>>>

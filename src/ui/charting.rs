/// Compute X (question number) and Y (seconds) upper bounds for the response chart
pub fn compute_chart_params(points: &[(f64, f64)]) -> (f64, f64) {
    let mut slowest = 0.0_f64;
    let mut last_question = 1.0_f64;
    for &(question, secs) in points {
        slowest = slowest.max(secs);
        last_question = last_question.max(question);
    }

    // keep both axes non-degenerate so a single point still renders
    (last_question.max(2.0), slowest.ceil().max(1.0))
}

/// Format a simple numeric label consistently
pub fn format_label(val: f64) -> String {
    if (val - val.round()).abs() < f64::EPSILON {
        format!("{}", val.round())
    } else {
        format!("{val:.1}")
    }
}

<<<

→ **What is needed**
Take the line with "numeric label consistently" and all lines after it through the end of the records, and write them out exactly; include nothing else.

→ **Answer space**
/// Format a simple numeric label consistently
pub fn format_label(val: f64) -> String {
    if (val - val.round()).abs() < f64::EPSILON {
        format!("{}", val.round())
    } else {
        format!("{val:.1}")
    }
}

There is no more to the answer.